What you will do: Please output the lines shown below exactly as they appear.

Stored data entries
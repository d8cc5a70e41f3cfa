//! Async JSON client for the library REST backend.

use std::{collections::HashSet, time::Duration};

use libris_core::{
  Error, Result,
  backend::{EntityKind, LibraryBackend, Page},
  book::{Book, BookId, BookPatch, NewBook},
  issue::{Issue, IssueId, IssuePatch, NewIssue},
  user::{NewUser, User, UserId, UserPatch},
};
use reqwest::{Client, RequestBuilder, Response, StatusCode};
use serde::{Deserialize, Serialize, de::DeserializeOwned};
use serde_json::Value;

pub const DEFAULT_TIMEOUT: Duration = Duration::from_secs(30);

/// Connection settings for the backend.
#[derive(Debug, Clone)]
pub struct HttpConfig {
  /// Root of the API, e.g. `http://localhost:8000/api`.
  pub base_url: String,
  pub timeout:  Duration,
}

impl HttpConfig {
  pub fn new(base_url: impl Into<String>) -> Self {
    Self {
      base_url: base_url.into(),
      timeout:  DEFAULT_TIMEOUT,
    }
  }

  pub fn with_timeout(mut self, timeout: Duration) -> Self {
    self.timeout = timeout;
    self
  }
}

/// [`LibraryBackend`] over HTTP.
///
/// Cheap to clone; the inner [`reqwest::Client`] is `Arc`-based.
#[derive(Debug, Clone)]
pub struct HttpBackend {
  client: Client,
  config: HttpConfig,
}

/// List endpoints answer with a page envelope; a bare array is accepted too.
#[derive(Deserialize)]
#[serde(untagged)]
enum ListBody<T> {
  Page(Page<T>),
  Plain(Vec<T>),
}

fn transport(e: reqwest::Error) -> Error { Error::Transport(e.to_string()) }

impl HttpBackend {
  pub fn new(config: HttpConfig) -> Result<Self> {
    let client = Client::builder()
      .timeout(config.timeout)
      .build()
      .map_err(transport)?;
    Ok(Self { client, config })
  }

  /// `/books/` or `/books/{id}/`; the backend insists on the trailing slash.
  fn url(&self, kind: EntityKind, id: Option<i64>) -> String {
    let base = self.config.base_url.trim_end_matches('/');
    match id {
      Some(id) => format!("{base}/{}/{id}/", kind.collection()),
      None => format!("{base}/{}/", kind.collection()),
    }
  }

  /// Send `req` and map a non-success status onto the core error taxonomy.
  async fn send(&self, req: RequestBuilder, kind: EntityKind, id: Option<i64>) -> Result<Response> {
    let resp = req.send().await.map_err(transport)?;
    let status = resp.status();
    if status.is_success() {
      return Ok(resp);
    }

    let body = resp.text().await.unwrap_or_default();
    tracing::debug!(%status, %kind, ?id, %body, "backend refused request");
    Err(match (status, id) {
      (StatusCode::NOT_FOUND, Some(id)) => Error::not_found(kind, id),
      (StatusCode::CONFLICT | StatusCode::BAD_REQUEST, _) => {
        Error::Conflict(refusal_message(status, &body))
      }
      _ => Error::Transport(format!("{} request answered {status}", kind.collection())),
    })
  }

  /// Collect every page of a collection. A `next` link that points back at
  /// a page already fetched ends the walk.
  async fn list<T: DeserializeOwned>(&self, kind: EntityKind) -> Result<Vec<T>> {
    let mut url = self.url(kind, None);
    let mut visited = HashSet::new();
    let mut records = Vec::new();
    loop {
      visited.insert(url.clone());
      tracing::debug!(%kind, %url, "GET page");
      let resp = self.send(self.client.get(&url), kind, None).await?;
      match decode::<ListBody<T>>(resp).await? {
        ListBody::Plain(all) => {
          records.extend(all);
          break;
        }
        ListBody::Page(page) => {
          records.extend(page.results);
          match page.next {
            Some(next) if !visited.contains(&next) => url = next,
            Some(next) => {
              tracing::warn!(%kind, %next, "page links loop back; stopping");
              break;
            }
            None => break,
          }
        }
      }
    }
    Ok(records)
  }

  async fn get<T: DeserializeOwned>(&self, kind: EntityKind, id: i64) -> Result<T> {
    tracing::debug!(%kind, id, "GET");
    let resp = self
      .send(self.client.get(self.url(kind, Some(id))), kind, Some(id))
      .await?;
    decode(resp).await
  }

  async fn post<B: Serialize + Sync, T: DeserializeOwned>(
    &self,
    kind: EntityKind,
    body: &B,
  ) -> Result<T> {
    tracing::debug!(%kind, "POST");
    let resp = self
      .send(self.client.post(self.url(kind, None)).json(body), kind, None)
      .await?;
    decode(resp).await
  }

  async fn patch<B: Serialize + Sync, T: DeserializeOwned>(
    &self,
    kind: EntityKind,
    id: i64,
    body: &B,
  ) -> Result<T> {
    tracing::debug!(%kind, id, "PATCH");
    let resp = self
      .send(self.client.patch(self.url(kind, Some(id))).json(body), kind, Some(id))
      .await?;
    decode(resp).await
  }

  async fn delete(&self, kind: EntityKind, id: i64) -> Result<()> {
    tracing::debug!(%kind, id, "DELETE");
    self
      .send(self.client.delete(self.url(kind, Some(id))), kind, Some(id))
      .await?;
    Ok(())
  }
}

async fn decode<T: DeserializeOwned>(resp: Response) -> Result<T> {
  let text = resp.text().await.map_err(transport)?;
  Ok(serde_json::from_str(&text)?)
}

/// The backend's explanation for a refused write: its `detail` or `error`
/// field when the body is a JSON object, otherwise the raw body.
fn refusal_message(status: StatusCode, body: &str) -> String {
  let body = body.trim();
  if body.is_empty() {
    return status.to_string();
  }
  match serde_json::from_str::<Value>(body) {
    Ok(Value::Object(map)) => map
      .get("detail")
      .or_else(|| map.get("error"))
      .and_then(Value::as_str)
      .map(str::to_owned)
      .unwrap_or_else(|| body.to_owned()),
    _ => body.to_owned(),
  }
}

impl LibraryBackend for HttpBackend {
  // ── Books ─────────────────────────────────────────────────────────────

  async fn list_books(&self) -> Result<Vec<Book>> { self.list(EntityKind::Book).await }

  async fn get_book(&self, id: BookId) -> Result<Book> { self.get(EntityKind::Book, id).await }

  async fn create_book(&self, input: NewBook) -> Result<Book> {
    self.post(EntityKind::Book, &input).await
  }

  async fn update_book(&self, id: BookId, patch: BookPatch) -> Result<Book> {
    self.patch(EntityKind::Book, id, &patch).await
  }

  async fn delete_book(&self, id: BookId) -> Result<()> {
    self.delete(EntityKind::Book, id).await
  }

  // ── Users ─────────────────────────────────────────────────────────────

  async fn list_users(&self) -> Result<Vec<User>> { self.list(EntityKind::User).await }

  async fn get_user(&self, id: UserId) -> Result<User> { self.get(EntityKind::User, id).await }

  async fn create_user(&self, input: NewUser) -> Result<User> {
    self.post(EntityKind::User, &input).await
  }

  async fn update_user(&self, id: UserId, patch: UserPatch) -> Result<User> {
    self.patch(EntityKind::User, id, &patch).await
  }

  async fn delete_user(&self, id: UserId) -> Result<()> {
    self.delete(EntityKind::User, id).await
  }

  // ── Issues ────────────────────────────────────────────────────────────

  async fn list_issues(&self) -> Result<Vec<Issue>> { self.list(EntityKind::Issue).await }

  async fn get_issue(&self, id: IssueId) -> Result<Issue> {
    self.get(EntityKind::Issue, id).await
  }

  async fn create_issue(&self, input: NewIssue) -> Result<Issue> {
    self.post(EntityKind::Issue, &input).await
  }

  async fn update_issue(&self, id: IssueId, patch: IssuePatch) -> Result<Issue> {
    self.patch(EntityKind::Issue, id, &patch).await
  }

  async fn delete_issue(&self, id: IssueId) -> Result<()> {
    self.delete(EntityKind::Issue, id).await
  }
}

Solution to this exercise:
repository d8cc5a70e41f3cfa
//! Async JSON client for the library REST backend.

use std::{collections::HashSet, time::Duration};

use libris_core::{
  Error, Result,
  backend::{EntityKind, LibraryBackend, Page},
  book::{Book, BookId, BookPatch, NewBook},
  issue::{Issue, IssueId, IssuePatch, NewIssue},
  user::{NewUser, User, UserId, UserPatch},
};
use reqwest::{Client, RequestBuilder, Response, StatusCode};
use serde::{Deserialize, Serialize, de::DeserializeOwned};
use serde_json::Value;

pub const DEFAULT_TIMEOUT: Duration = Duration::from_secs(30);

/// Connection settings for the backend.
#[derive(Debug, Clone)]
pub struct HttpConfig {
  /// Root of the API, e.g. `http://localhost:8000/api`.
  pub base_url: String,
  pub timeout:  Duration,
}

impl HttpConfig {
  pub fn new(base_url: impl Into<String>) -> Self {
    Self {
      base_url: base_url.into(),
      timeout:  DEFAULT_TIMEOUT,
    }
  }

  pub fn with_timeout(mut self, timeout: Duration) -> Self {
    self.timeout = timeout;
    self
  }
}

/// [`LibraryBackend`] over HTTP.
///
/// Cheap to clone; the inner [`reqwest::Client`] is `Arc`-based.
#[derive(Debug, Clone)]
pub struct HttpBackend {
  client: Client,
  config: HttpConfig,
}

/// List endpoints answer with a page envelope; a bare array is accepted too.
#[derive(Deserialize)]
#[serde(untagged)]
enum ListBody<T> {
  Page(Page<T>),
  Plain(Vec<T>),
}

fn transport(e: reqwest::Error) -> Error { Error::Transport(e.to_string()) }

impl HttpBackend {
  pub fn new(config: HttpConfig) -> Result<Self> {
    let client = Client::builder()
      .timeout(config.timeout)
      .build()
      .map_err(transport)?;
    Ok(Self { client, config })
  }

  /// `/books/` or `/books/{id}/`; the backend insists on the trailing slash.
  fn url(&self, kind: EntityKind, id: Option<i64>) -> String {
    let base = self.config.base_url.trim_end_matches('/');
    match id {
      Some(id) => format!("{base}/{}/{id}/", kind.collection()),
      None => format!("{base}/{}/", kind.collection()),
    }
  }

  /// Send `req` and map a non-success status onto the core error taxonomy.
  async fn send(&self, req: RequestBuilder, kind: EntityKind, id: Option<i64>) -> Result<Response> {
    let resp = req.send().await.map_err(transport)?;
    let status = resp.status();
    if status.is_success() {
      return Ok(resp);
    }

    let body = resp.text().await.unwrap_or_default();
    tracing::debug!(%status, %kind, ?id, %body, "backend refused request");
    Err(match (status, id) {
      (StatusCode::NOT_FOUND, Some(id)) => Error::not_found(kind, id),
      (StatusCode::CONFLICT | StatusCode::BAD_REQUEST, _) => {
        Error::Conflict(refusal_message(status, &body))
      }
      _ => Error::Transport(format!("{} request answered {status}", kind.collection())),
    })
  }

  /// Collect every page of a collection. A `next` link that points back at
  /// a page already fetched ends the walk.
  async fn list<T: DeserializeOwned>(&self, kind: EntityKind) -> Result<Vec<T>> {
    let mut url = self.url(kind, None);
    let mut visited = HashSet::new();
    let mut records = Vec::new();
    loop {
      visited.insert(url.clone());
      tracing::debug!(%kind, %url, "GET page");
      let resp = self.send(self.client.get(&url), kind, None).await?;
      match decode::<ListBody<T>>(resp).await? {
        ListBody::Plain(all) => {
          records.extend(all);
          break;
        }
        ListBody::Page(page) => {
          records.extend(page.results);
          match page.next {
            Some(next) if !visited.contains(&next) => url = next,
            Some(next) => {
              tracing::warn!(%kind, %next, "page links loop back; stopping");
              break;
            }
            None => break,
          }
        }
      }
    }
    Ok(records)
  }

  async fn get<T: DeserializeOwned>(&self, kind: EntityKind, id: i64) -> Result<T> {
    tracing::debug!(%kind, id, "GET");
    let resp = self
      .send(self.client.get(self.url(kind, Some(id))), kind, Some(id))
      .await?;
    decode(resp).await
  }

  async fn post<B: Serialize + Sync, T: DeserializeOwned>(
    &self,
    kind: EntityKind,
    body: &B,
  ) -> Result<T> {
    tracing::debug!(%kind, "POST");
    let resp = self
      .send(self.client.post(self.url(kind, None)).json(body), kind, None)
      .await?;
    decode(resp).await
  }

  async fn patch<B: Serialize + Sync, T: DeserializeOwned>(
    &self,
    kind: EntityKind,
    id: i64,
    body: &B,
  ) -> Result<T> {
    tracing::debug!(%kind, id, "PATCH");
    let resp = self
      .send(self.client.patch(self.url(kind, Some(id))).json(body), kind, Some(id))
      .await?;
    decode(resp).await
  }

  async fn delete(&self, kind: EntityKind, id: i64) -> Result<()> {
    tracing::debug!(%kind, id, "DELETE");
    self
      .send(self.client.delete(self.url(kind, Some(id))), kind, Some(id))
      .await?;
    Ok(())
  }
}

async fn decode<T: DeserializeOwned>(resp: Response) -> Result<T> {
  let text = resp.text().await.map_err(transport)?;
  Ok(serde_json::from_str(&text)?)
}

/// The backend's explanation for a refused write: its `detail` or `error`
/// field when the body is a JSON object, otherwise the raw body.
fn refusal_message(status: StatusCode, body: &str) -> String {
  let body = body.trim();
  if body.is_empty() {
    return status.to_string();
  }
  match serde_json::from_str::<Value>(body) {
    Ok(Value::Object(map)) => map
      .get("detail")
      .or_else(|| map.get("error"))
      .and_then(Value::as_str)
      .map(str::to_owned)
      .unwrap_or_else(|| body.to_owned()),
    _ => body.to_owned(),
  }
}

impl LibraryBackend for HttpBackend {
  // ── Books ─────────────────────────────────────────────────────────────

  async fn list_books(&self) -> Result<Vec<Book>> { self.list(EntityKind::Book).await }

  async fn get_book(&self, id: BookId) -> Result<Book> { self.get(EntityKind::Book, id).await }

  async fn create_book(&self, input: NewBook) -> Result<Book> {
    self.post(EntityKind::Book, &input).await
  }

  async fn update_book(&self, id: BookId, patch: BookPatch) -> Result<Book> {
    self.patch(EntityKind::Book, id, &patch).await
  }

  async fn delete_book(&self, id: BookId) -> Result<()> {
    self.delete(EntityKind::Book, id).await
  }

  // ── Users ─────────────────────────────────────────────────────────────

  async fn list_users(&self) -> Result<Vec<User>> { self.list(EntityKind::User).await }

  async fn get_user(&self, id: UserId) -> Result<User> { self.get(EntityKind::User, id).await }

  async fn create_user(&self, input: NewUser) -> Result<User> {
    self.post(EntityKind::User, &input).await
  }

  async fn update_user(&self, id: UserId, patch: UserPatch) -> Result<User> {
    self.patch(EntityKind::User, id, &patch).await
  }

  async fn delete_user(&self, id: UserId) -> Result<()> {
    self.delete(EntityKind::User, id).await
  }

  // ── Issues ────────────────────────────────────────────────────────────

  async fn list_issues(&self) -> Result<Vec<Issue>> { self.list(EntityKind::Issue).await }

  async fn get_issue(&self, id: IssueId) -> Result<Issue> {
    self.get(EntityKind::Issue, id).await
  }

  async fn create_issue(&self, input: NewIssue) -> Result<Issue> {
    self.post(EntityKind::Issue, &input).await
  }

  async fn update_issue(&self, id: IssueId, patch: IssuePatch) -> Result<Issue> {
    self.patch(EntityKind::Issue, id, &patch).await
  }

  async fn delete_issue(&self, id: IssueId) -> Result<()> {
    self.delete(EntityKind::Issue, id).await
  }
}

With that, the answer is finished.